Return the records below word for word.

##### Source material

// model = "claude-opus-4-5"
// created = "2026-10-14"
// modified = "2026-10-14"
// driver = "Isaac Clayton"

//! Probabilistic leveling.

use rand::Rng;

/// Maximum skip list height. 32 levels at branch 2 covers 2^32 elements.
pub const MAX_LEVEL: usize = 32;

/// Inverse promotion probability: a node reaches level `i + 1` with
/// probability `1 / BRANCH` given it reached level `i`.
pub const BRANCH: u32 = 2;

/// Draw a node height in `1..=MAX_LEVEL` from a geometric distribution.
pub fn draw_height<R: Rng + ?Sized>(rng: &mut R) -> usize {
    let mut height = 1;
    while height < MAX_LEVEL && rng.gen_ratio(1, BRANCH) {
        height += 1;
    }
    height
}
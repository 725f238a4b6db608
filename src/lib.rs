// model = "claude-opus-4-5"
// created = "2026-10-14"
// modified = "2026-10-14"
// driver = "Isaac Clayton"

//! Skiprank - a ranked skip list for sorted sets and leaderboards.
//!
//! Entries are `(key, value)` pairs kept in ascending value order. Keys
//! give O(1) upsert and lookup; values give O(log n) search and O(log n)
//! rank queries in both directions.
//!
//! # Quick Start
//!
//! ```
//! use std::cmp::Reverse;
//! use skiprank::SkipList;
//!
//! // Highest score first, ties broken by player id.
//! let board = SkipList::new();
//! board.set("ada", (Reverse(1200), "ada"));
//! board.set("bob", (Reverse(900), "bob"));
//! board.set("cy", (Reverse(1500), "cy"));
//!
//! assert_eq!(board.rank_of_key("ada"), 2);
//!
//! // Raising a score moves the entry.
//! board.set("bob", (Reverse(2000), "bob"));
//! let names: Vec<_> = board.top(-1).into_iter().map(|(k, _)| k).collect();
//! assert_eq!(names, ["bob", "cy", "ada"]);
//! ```
//!
//! Values only need [`Precedes`], a strict "sorts before" relation. It must
//! be a strict total order; see [`order`] for what happens on ties.

pub mod level;
pub mod node;
pub mod order;
pub mod raw;
pub mod skip_list;

// Re-exports for convenience
pub use node::NodeId;
pub use node::NodeRef;
pub use order::Precedes;
pub use raw::RawSkipList;
pub use skip_list::ReadGuard;
pub use skip_list::SkipList;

##########

:: Response to the exercise ::
// model = "claude-opus-4-5"
// created = "2026-10-14"
// modified = "2026-10-14"
// driver = "Isaac Clayton"

//! Probabilistic leveling.

use rand::Rng;

/// Maximum skip list height. 32 levels at branch 2 covers 2^32 elements.
pub const MAX_LEVEL: usize = 32;

/// Inverse promotion probability: a node reaches level `i + 1` with
/// probability `1 / BRANCH` given it reached level `i`.
pub const BRANCH: u32 = 2;

/// Draw a node height in `1..=MAX_LEVEL` from a geometric distribution.
pub fn draw_height<R: Rng + ?Sized>(rng: &mut R) -> usize {
    let mut height = 1;
    while height < MAX_LEVEL && rng.gen_ratio(1, BRANCH) {
        height += 1;
    }
    height
}
repository 725f238a4b6db608
filename src/lib.rs
// model = "claude-opus-4-5"
// created = "2026-10-14"
// modified = "2026-10-14"
// driver = "Isaac Clayton"

//! Skiprank - a ranked skip list for sorted sets and leaderboards.
//!
//! Entries are `(key, value)` pairs kept in ascending value order. Keys
//! give O(1) upsert and lookup; values give O(log n) search and O(log n)
//! rank queries in both directions.
//!
//! # Quick Start
//!
//! ```
//! use std::cmp::Reverse;
//! use skiprank::SkipList;
//!
//! // Highest score first, ties broken by player id.
//! let board = SkipList::new();
//! board.set("ada", (Reverse(1200), "ada"));
//! board.set("bob", (Reverse(900), "bob"));
//! board.set("cy", (Reverse(1500), "cy"));
//!
//! assert_eq!(board.rank_of_key("ada"), 2);
//!
//! // Raising a score moves the entry.
//! board.set("bob", (Reverse(2000), "bob"));
//! let names: Vec<_> = board.top(-1).into_iter().map(|(k, _)| k).collect();
//! assert_eq!(names, ["bob", "cy", "ada"]);
//! ```
//!
//! Values only need [`Precedes`], a strict "sorts before" relation. It must
//! be a strict total order; see [`order`] for what happens on ties.

pub mod level;
pub mod node;
pub mod order;
pub mod raw;
pub mod skip_list;

// Re-exports for convenience
pub use node::NodeId;
pub use node::NodeRef;
pub use order::Precedes;
pub use raw::RawSkipList;
pub use skip_list::ReadGuard;
pub use skip_list::SkipList;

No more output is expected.